Autor: orangeblau

Der Autor schreibt. Macht Fotos. Liest. Schläft. Denkt. Die Texte werden schnell geschrieben. Sie kommen. Sie gehen. Sie bleiben.

Eisenbahnbrücke

Salzige Luft dringt in die Nase, fern des
Meeres Rauschen. Amoklaufendes Hirn nach
Mitternacht. Schafe weiden auf dem Dach.
Hinwegfliegen über Schiffe des Rheines.

Erhaben schwer liegt die Eisenbahnbrücke.
Der Dom zu Köln streift ihren kräftigen Fuß,
aufgerissen der Bauch. Ganz still liegt der Fluss,
Schiffe fahren In den Hafen auf Lücke.

Die Spitzen des Kirchenhauses grüßen von
weit die Reisenden. Apfelbäume bilden
ein Spalier. Du träumst viel von Nächten, milden.

Sehr bitter schmeckt dir der frische Estragon.
Längst weitergefahren ist der graue Zug,
Schwalben sind aufgestiegen zum weiten Flug.

Wirklichkeit

Der Pinsel schlägt fest auf die weiße Leinwand,
Welle um Welle verändert der Sand sein
Gesicht. Dein Lächeln erstrahlt schön im Mondschein.
Bilder entstehen, ruhig liegt das wüste Land.

Simulation der rauen Wirklichkeit,
Falte um Falte läuft über die Fläche.
Lange stehst du am Mittag in der Küche,
Eingeschrieben in das Fleisch Diesseitigkeit.

An welchem Ort liegt die Wahrheit begraben?
Ein Schwein hast du schon lang nicht mehr geschlachtet,
die Schlachtschüssel steht ewig unbeachtet.
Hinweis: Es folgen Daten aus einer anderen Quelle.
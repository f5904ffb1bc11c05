use std::path::PathBuf;

use super::utils::{env_var, parse_env, parse_env_bool};
use super::{ServerConfig, TlsConfig};

/// Build a configuration from environment variables layered over defaults
///
/// `.env` values are already present in the process environment at this
/// point (loaded by `dotenvy` in main), so they are picked up here too.
pub(super) fn load_from_env() -> Result<ServerConfig, Box<dyn std::error::Error>> {
    let mut config = ServerConfig::default();

    // Server
    if let Some(host) = env_var("HOST") {
        config.host = host;
    }
    if let Some(port) = parse_env::<u16>("PORT")? {
        config.port = port;
    }
    if parse_env_bool("TLS_ENABLED")?.unwrap_or(false) {
        let cert_path = env_var("TLS_CERT_PATH")
            .ok_or("TLS_ENABLED is set but TLS_CERT_PATH is missing")?;
        let key_path =
            env_var("TLS_KEY_PATH").ok_or("TLS_ENABLED is set but TLS_KEY_PATH is missing")?;
        config.tls = Some(TlsConfig {
            cert_path: PathBuf::from(cert_path),
            key_path: PathBuf::from(key_path),
        });
    }
    if let Some(dir) = env_var("STATIC_DIR") {
        config.static_dir = Some(PathBuf::from(dir));
    }

    // Provider API keys
    config.anthropic_api_key = env_var("ANTHROPIC_API_KEY");
    config.openai_api_key = env_var("OPENAI_API_KEY");
    config.deepgram_api_key = env_var("DEEPGRAM_API_KEY");
    config.google_tts_api_key = env_var("GOOGLE_TTS_API_KEY");

    // Reply backends
    let reply = &mut config.reply;
    if let Some(model) = env_var("ANTHROPIC_MODEL") {
        reply.anthropic_model = model;
    }
    if let Some(model) = env_var("OPENAI_MODEL") {
        reply.openai_model = model;
    }
    reply.anthropic_base_url = env_var("ANTHROPIC_BASE_URL");
    reply.openai_base_url = env_var("OPENAI_BASE_URL");
    if let Some(max_tokens) = parse_env::<u32>("LLM_MAX_TOKENS")? {
        reply.max_tokens = max_tokens;
    }
    if let Some(temperature) = parse_env::<f32>("LLM_TEMPERATURE")? {
        reply.temperature = temperature;
    }
    if let Some(prompt) = env_var("SYSTEM_PROMPT") {
        reply.system_prompt = prompt;
    }
    if let Some(timeout) = parse_env::<u64>("BACKEND_TIMEOUT_SECONDS")? {
        reply.backend_timeout_seconds = timeout;
    }

    // Transcription
    let stt = &mut config.transcription;
    if let Some(language) = env_var("STT_LANGUAGE") {
        stt.language = language;
    }
    if let Some(model) = env_var("STT_MODEL") {
        stt.model = model;
    }
    if let Some(sample_rate) = parse_env::<u32>("STT_SAMPLE_RATE")? {
        stt.sample_rate = sample_rate;
    }
    if let Some(encoding) = env_var("STT_ENCODING") {
        stt.encoding = encoding;
    }
    if let Some(punctuation) = parse_env_bool("STT_PUNCTUATION")? {
        stt.punctuation = punctuation;
    }
    if let Some(interim) = parse_env_bool("STT_INTERIM_RESULTS")? {
        stt.interim_results = interim;
    }
    stt.endpoint_url = env_var("DEEPGRAM_URL");

    // Synthesis
    let tts = &mut config.synthesis;
    if let Some(language) = env_var("TTS_LANGUAGE") {
        tts.language_code = language;
    }
    if let Some(voice) = env_var("TTS_VOICE") {
        tts.voice_name = voice;
    }
    if let Some(gender) = env_var("TTS_GENDER") {
        tts.ssml_gender = gender;
    }
    if let Some(encoding) = env_var("TTS_AUDIO_ENCODING") {
        tts.audio_encoding = encoding;
    }
    if let Some(rate) = parse_env::<f32>("TTS_SPEAKING_RATE")? {
        tts.speaking_rate = rate;
    }
    if let Some(pitch) = parse_env::<f32>("TTS_PITCH")? {
        tts.pitch = pitch;
    }
    tts.endpoint_url = env_var("GOOGLE_TTS_URL");

    // Security and session
    config.cors_allowed_origins = env_var("CORS_ALLOWED_ORIGINS");
    if let Some(idle) = parse_env::<u64>("WS_IDLE_TIMEOUT_SECONDS")? {
        config.idle_timeout_seconds = idle;
    }

    Ok(config)
}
Bunte Farben auf der Wand nur Übungen,
Adern scheinen durch die zarte, helle Haut,
Küsse ersticken wild von dir jeden Laut.

Fragen

Abgestorbene Bäume allenthalben.
Dunkle Kräfte drohen dir in den Nächten.
Ebene nach Ebene wir schnell suchen.
Am Morgen gibt es doch noch keine Gaben.

Die Flaschenpost nicht in das Meer geworfen,
Hamlet hat den langen Kampf längst verloren.
Laut singen mögen die Engel. Laut singen.
To be, or not to be, die Fragen offen.

Der Gesang der Begriffe wird rasch lauter,
Königskronen lasten schwer auf den Häuptern.
Pferde blasen laut ihre grauen Nüstern.

Am Ende Schweigen. Nur Schweigen. Natürlich.
Nicht weichen will die Nacht aus deinen Ohren.
Das tote Holz in den Straßen verloren.

Das Glatte

Schier unvermeidlich sind die Gefahren des
Denkens. Der Giersch breitet seine Rhizome
aus. Verfallen in tiefe Melancholie
die Schrebergärtner. Wir sehen nichts Wahres.

Vögel singen ihre Lieder wieder und
wieder. Der trügerische Schein des Sehens.
In den schwarzen Löchern ist nicht viel Falsches.
Große Wellen treiben zügig auf Stralsund.

Viele Wüsten durchquerte Kafka durstig.
Kerbe für Kerbe in das Holz geschlagen,
tiefe Wunden hast du davongetragen.

Aufräumende Gedanken sind dir lästig.
Differenzen brechen die alten Bilder
entzwei. Die Gedanken werden rasch wilder.